(Study material)
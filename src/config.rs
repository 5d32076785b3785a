//! Processing setup and channel layout negotiation.

use std::fmt;

#[cfg(feature = "serde")]
use serde::{Deserialize, Serialize};

use crate::{
    dsp::frequency::{max_allowed_hz, MIN_FREQ_HZ},
    MAX_BLOCK_SIZE, MAX_CHANNELS,
};

/// Sample rate and block capacity the effect is prepared for.
///
/// Every per-sample buffer is sized from `max_block_size` at configuration
/// time, so the audio path never allocates.
#[cfg_attr(feature = "serde", derive(Serialize, Deserialize))]
#[derive(Debug, Clone, Copy, PartialEq, Eq)]
pub struct ProcessSetup {
    pub sample_rate: u32,
    pub max_block_size: usize,
}

impl ProcessSetup {
    pub fn new(sample_rate: u32, max_block_size: usize) -> Self {
        Self {
            sample_rate,
            max_block_size,
        }
    }

    pub fn validate(&self) -> Result<(), ConfigError> {
        if self.sample_rate == 0 {
            return Err(ConfigError::ZeroSampleRate);
        }
        // The centre frequency range must not collapse
        if max_allowed_hz(self.sample_rate) <= MIN_FREQ_HZ {
            return Err(ConfigError::SampleRateTooLow {
                sample_rate: self.sample_rate,
            });
        }
        if self.max_block_size == 0 || self.max_block_size > MAX_BLOCK_SIZE {
            return Err(ConfigError::InvalidBlockSize {
                requested: self.max_block_size,
                limit: MAX_BLOCK_SIZE,
            });
        }
        Ok(())
    }
}

impl Default for ProcessSetup {
    fn default() -> Self {
        Self {
            sample_rate: 48_000,
            max_block_size: MAX_BLOCK_SIZE,
        }
    }
}

/// Supported bus arrangements: one bus in, one bus out, same width.
#[cfg_attr(feature = "serde", derive(Serialize, Deserialize))]
#[derive(Debug, Clone, Copy, PartialEq, Eq, Default)]
pub enum ChannelLayout {
    Mono,
    #[default]
    Stereo,
}

impl ChannelLayout {
    /// Negotiate a layout from the host's input and output channel counts.
    pub fn from_counts(inputs: usize, outputs: usize) -> Result<Self, ConfigError> {
        match (inputs, outputs) {
            (1, 1) => Ok(ChannelLayout::Mono),
            (2, 2) => Ok(ChannelLayout::Stereo),
            _ => Err(ConfigError::UnsupportedLayout { inputs, outputs }),
        }
    }

    pub fn channels(self) -> usize {
        match self {
            ChannelLayout::Mono => 1,
            ChannelLayout::Stereo => MAX_CHANNELS,
        }
    }
}

/// Errors raised while preparing the effect.
#[derive(Debug, Clone, PartialEq, Eq)]
pub enum ConfigError {
    /// Sample rate of zero
    ZeroSampleRate,
    /// Sample rate so low that no centre frequency fits below Nyquist
    SampleRateTooLow { sample_rate: u32 },
    /// Block size of zero or above the compiled-in capacity
    InvalidBlockSize { requested: usize, limit: usize },
    /// Anything other than mono→mono or stereo→stereo
    UnsupportedLayout { inputs: usize, outputs: usize },
}

impl fmt::Display for ConfigError {
    fn fmt(&self, f: &mut fmt::Formatter<'_>) -> fmt::Result {
        match self {
            ConfigError::ZeroSampleRate => write!(f, "Sample rate must be greater than zero"),
            ConfigError::SampleRateTooLow { sample_rate } => write!(
                f,
                "Sample rate {} Hz is too low: the centre frequency range would be empty",
                sample_rate
            ),
            ConfigError::InvalidBlockSize { requested, limit } => write!(
                f,
                "Block size {} is invalid: must be between 1 and {}",
                requested, limit
            ),
            ConfigError::UnsupportedLayout { inputs, outputs } => write!(
                f,
                "Unsupported channel layout: {} in / {} out (only mono or stereo, matching)",
                inputs, outputs
            ),
        }
    }
}

impl std::error::Error for ConfigError {}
(End Study material)
Within the records above, each line containing "ChannelLayout" is to be returned.

pub enum ChannelLayout {
impl ChannelLayout {
            (1, 1) => Ok(ChannelLayout::Mono),
            (2, 2) => Ok(ChannelLayout::Stereo),
            ChannelLayout::Mono => 1,
            ChannelLayout::Stereo => MAX_CHANNELS,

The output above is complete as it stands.